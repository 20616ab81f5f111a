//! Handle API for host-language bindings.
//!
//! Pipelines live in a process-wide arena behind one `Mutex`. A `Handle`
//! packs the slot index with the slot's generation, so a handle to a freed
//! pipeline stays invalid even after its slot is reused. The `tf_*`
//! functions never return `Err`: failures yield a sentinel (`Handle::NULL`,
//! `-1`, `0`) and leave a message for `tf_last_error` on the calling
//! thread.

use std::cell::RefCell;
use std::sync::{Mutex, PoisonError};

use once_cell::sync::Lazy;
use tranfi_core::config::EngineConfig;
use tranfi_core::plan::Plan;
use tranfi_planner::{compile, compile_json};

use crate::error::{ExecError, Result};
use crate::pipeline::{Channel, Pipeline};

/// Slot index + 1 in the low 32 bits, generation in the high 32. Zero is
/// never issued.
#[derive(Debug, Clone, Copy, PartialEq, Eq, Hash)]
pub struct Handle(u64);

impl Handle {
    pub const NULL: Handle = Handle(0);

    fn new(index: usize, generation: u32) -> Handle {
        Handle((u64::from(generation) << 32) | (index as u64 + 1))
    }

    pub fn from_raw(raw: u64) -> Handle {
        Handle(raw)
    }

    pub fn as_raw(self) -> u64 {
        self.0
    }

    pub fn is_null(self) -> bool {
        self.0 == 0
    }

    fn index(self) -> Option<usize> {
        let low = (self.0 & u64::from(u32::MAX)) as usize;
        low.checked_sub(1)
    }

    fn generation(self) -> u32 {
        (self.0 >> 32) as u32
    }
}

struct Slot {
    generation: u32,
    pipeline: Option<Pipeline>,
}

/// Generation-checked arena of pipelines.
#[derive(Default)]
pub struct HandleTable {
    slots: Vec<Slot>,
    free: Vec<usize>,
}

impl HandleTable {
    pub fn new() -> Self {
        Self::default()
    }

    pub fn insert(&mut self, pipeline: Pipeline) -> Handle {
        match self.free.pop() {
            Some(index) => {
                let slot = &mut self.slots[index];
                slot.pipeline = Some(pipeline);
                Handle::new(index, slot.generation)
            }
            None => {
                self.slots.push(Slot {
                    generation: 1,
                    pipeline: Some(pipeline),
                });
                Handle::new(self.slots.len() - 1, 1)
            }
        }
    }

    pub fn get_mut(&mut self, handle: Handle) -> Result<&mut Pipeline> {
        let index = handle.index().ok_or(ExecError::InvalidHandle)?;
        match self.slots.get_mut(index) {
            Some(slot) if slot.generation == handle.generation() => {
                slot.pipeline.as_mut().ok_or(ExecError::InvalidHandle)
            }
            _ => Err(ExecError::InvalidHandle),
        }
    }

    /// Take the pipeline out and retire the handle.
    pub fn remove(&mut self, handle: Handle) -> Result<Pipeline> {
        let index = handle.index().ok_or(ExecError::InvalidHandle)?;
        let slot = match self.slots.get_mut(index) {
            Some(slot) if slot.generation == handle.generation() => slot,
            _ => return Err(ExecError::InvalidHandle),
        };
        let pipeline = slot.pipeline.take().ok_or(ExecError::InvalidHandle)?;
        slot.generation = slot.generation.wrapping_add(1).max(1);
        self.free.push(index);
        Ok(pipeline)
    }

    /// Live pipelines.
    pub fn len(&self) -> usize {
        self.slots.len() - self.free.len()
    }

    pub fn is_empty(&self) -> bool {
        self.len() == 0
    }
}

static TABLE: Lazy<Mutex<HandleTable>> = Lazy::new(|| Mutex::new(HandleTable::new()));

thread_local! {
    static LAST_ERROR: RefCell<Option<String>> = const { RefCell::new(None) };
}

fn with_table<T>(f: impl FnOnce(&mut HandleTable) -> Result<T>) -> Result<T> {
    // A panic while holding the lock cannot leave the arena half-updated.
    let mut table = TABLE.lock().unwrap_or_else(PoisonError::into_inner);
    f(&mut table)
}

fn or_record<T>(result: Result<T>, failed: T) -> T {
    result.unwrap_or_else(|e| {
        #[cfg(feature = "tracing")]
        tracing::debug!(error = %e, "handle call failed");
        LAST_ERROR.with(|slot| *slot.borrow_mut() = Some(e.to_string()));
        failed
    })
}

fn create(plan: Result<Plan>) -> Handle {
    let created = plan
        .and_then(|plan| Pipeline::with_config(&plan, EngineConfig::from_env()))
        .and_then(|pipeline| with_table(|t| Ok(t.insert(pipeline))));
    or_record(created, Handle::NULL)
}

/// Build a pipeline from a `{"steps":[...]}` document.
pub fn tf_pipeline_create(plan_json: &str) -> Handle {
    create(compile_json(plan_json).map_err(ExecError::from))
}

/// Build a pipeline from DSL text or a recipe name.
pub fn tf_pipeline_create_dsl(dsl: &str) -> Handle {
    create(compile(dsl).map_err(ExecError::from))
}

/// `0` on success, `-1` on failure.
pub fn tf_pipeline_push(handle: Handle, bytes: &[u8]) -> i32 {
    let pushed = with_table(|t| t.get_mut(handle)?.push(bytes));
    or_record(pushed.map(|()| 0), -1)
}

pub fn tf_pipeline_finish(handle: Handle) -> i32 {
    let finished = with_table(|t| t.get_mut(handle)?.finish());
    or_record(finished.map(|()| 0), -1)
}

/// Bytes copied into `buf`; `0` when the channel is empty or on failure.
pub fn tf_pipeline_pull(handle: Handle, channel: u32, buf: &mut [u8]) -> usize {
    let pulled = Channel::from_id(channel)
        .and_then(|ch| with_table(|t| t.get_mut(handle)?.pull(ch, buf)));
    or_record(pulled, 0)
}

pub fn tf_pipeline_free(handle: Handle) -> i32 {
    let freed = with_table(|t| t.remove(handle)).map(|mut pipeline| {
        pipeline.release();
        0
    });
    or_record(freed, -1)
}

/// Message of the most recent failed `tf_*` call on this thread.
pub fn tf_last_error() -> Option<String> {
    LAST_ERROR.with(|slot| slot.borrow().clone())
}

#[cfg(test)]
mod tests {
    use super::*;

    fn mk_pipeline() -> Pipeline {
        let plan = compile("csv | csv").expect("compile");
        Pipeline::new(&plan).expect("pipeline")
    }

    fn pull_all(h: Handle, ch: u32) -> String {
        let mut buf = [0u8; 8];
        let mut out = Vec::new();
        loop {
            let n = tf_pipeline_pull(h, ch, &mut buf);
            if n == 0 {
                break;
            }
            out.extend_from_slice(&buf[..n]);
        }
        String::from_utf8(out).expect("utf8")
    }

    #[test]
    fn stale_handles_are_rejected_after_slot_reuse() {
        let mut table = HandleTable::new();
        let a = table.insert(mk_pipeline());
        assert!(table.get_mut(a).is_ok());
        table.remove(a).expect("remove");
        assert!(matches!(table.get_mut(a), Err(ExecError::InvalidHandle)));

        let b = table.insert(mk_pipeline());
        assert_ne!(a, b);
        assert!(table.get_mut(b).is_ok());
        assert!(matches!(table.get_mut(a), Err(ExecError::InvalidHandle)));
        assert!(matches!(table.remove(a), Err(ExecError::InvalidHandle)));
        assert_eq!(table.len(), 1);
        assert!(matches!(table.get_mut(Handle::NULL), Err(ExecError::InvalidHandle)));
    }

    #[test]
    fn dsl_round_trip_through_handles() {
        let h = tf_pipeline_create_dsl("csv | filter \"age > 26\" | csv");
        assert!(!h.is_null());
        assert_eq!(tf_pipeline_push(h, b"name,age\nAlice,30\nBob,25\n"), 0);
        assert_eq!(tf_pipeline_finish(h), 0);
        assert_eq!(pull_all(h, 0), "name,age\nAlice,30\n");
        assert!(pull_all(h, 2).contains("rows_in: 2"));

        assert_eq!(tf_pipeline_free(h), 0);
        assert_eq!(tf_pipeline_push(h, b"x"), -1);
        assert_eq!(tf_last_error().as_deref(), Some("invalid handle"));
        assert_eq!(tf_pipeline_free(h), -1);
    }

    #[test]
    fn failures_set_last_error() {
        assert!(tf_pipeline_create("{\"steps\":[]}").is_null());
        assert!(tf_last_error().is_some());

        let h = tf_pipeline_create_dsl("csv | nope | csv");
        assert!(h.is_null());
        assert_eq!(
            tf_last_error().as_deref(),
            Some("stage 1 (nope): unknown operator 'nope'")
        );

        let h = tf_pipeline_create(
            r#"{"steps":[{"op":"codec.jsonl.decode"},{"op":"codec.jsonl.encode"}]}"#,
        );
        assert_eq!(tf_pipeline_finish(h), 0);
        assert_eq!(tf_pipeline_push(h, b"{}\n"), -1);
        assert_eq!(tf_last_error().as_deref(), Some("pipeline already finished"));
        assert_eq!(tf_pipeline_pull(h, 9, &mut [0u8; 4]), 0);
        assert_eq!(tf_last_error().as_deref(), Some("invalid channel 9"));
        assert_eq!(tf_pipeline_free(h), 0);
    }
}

☆ ☆ ☆ ☆

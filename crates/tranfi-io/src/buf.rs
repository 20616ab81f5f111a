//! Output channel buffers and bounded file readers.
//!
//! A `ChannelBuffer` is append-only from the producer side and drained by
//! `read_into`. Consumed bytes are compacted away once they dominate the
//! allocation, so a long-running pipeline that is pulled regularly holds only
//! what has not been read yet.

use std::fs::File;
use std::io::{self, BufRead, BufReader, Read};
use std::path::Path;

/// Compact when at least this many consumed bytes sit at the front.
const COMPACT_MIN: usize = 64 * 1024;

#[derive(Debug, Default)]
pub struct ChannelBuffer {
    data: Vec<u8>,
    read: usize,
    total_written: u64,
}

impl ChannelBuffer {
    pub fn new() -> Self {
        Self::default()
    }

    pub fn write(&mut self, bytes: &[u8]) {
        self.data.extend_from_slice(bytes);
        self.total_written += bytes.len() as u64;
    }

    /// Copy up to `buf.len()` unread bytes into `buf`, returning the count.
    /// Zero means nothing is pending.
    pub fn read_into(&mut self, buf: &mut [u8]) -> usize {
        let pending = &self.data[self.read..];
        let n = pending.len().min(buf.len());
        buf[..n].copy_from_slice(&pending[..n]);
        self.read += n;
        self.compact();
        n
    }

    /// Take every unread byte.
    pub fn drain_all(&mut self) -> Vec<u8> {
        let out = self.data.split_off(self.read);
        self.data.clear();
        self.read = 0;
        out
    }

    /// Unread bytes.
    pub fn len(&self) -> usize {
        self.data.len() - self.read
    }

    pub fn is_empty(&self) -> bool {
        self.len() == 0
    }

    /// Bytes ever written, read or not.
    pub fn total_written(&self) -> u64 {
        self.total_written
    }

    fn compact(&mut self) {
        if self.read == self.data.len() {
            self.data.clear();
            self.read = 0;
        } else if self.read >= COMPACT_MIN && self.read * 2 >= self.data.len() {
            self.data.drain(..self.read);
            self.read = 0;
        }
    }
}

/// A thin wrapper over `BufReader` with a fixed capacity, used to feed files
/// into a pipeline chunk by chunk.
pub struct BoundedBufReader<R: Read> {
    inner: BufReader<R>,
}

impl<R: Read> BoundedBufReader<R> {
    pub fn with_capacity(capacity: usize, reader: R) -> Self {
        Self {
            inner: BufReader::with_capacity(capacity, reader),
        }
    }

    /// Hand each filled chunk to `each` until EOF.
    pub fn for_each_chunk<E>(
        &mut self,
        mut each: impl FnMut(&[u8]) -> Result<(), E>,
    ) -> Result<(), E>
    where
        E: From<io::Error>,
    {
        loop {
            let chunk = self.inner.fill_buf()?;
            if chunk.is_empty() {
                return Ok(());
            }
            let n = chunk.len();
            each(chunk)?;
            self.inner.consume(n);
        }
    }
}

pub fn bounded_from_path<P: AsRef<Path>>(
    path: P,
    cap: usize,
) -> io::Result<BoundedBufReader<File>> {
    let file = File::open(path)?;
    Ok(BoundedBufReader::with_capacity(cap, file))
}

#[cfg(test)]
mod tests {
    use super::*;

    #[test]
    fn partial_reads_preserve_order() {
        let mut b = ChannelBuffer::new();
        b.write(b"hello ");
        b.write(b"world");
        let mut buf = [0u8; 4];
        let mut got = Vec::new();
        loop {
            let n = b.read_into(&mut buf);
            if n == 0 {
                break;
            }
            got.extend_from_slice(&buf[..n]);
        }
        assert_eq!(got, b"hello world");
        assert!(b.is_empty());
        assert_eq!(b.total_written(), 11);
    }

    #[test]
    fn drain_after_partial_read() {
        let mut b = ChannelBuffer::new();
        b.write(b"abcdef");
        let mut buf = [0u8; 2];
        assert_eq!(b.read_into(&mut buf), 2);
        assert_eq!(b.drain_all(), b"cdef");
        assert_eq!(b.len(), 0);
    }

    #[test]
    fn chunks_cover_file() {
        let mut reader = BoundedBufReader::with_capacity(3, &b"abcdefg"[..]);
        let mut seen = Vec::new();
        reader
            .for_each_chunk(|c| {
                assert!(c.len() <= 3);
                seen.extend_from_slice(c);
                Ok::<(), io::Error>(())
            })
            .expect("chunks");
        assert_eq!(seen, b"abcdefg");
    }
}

☆ ☆ ☆ ☆

- **EXERCISE**
Scan the material above for the word "RefCell". Copy each line where it occurs.

- **SOLUTION TO THIS EXERCISE**
use std::cell::RefCell;
    static LAST_ERROR: RefCell<Option<String>> = const { RefCell::new(None) };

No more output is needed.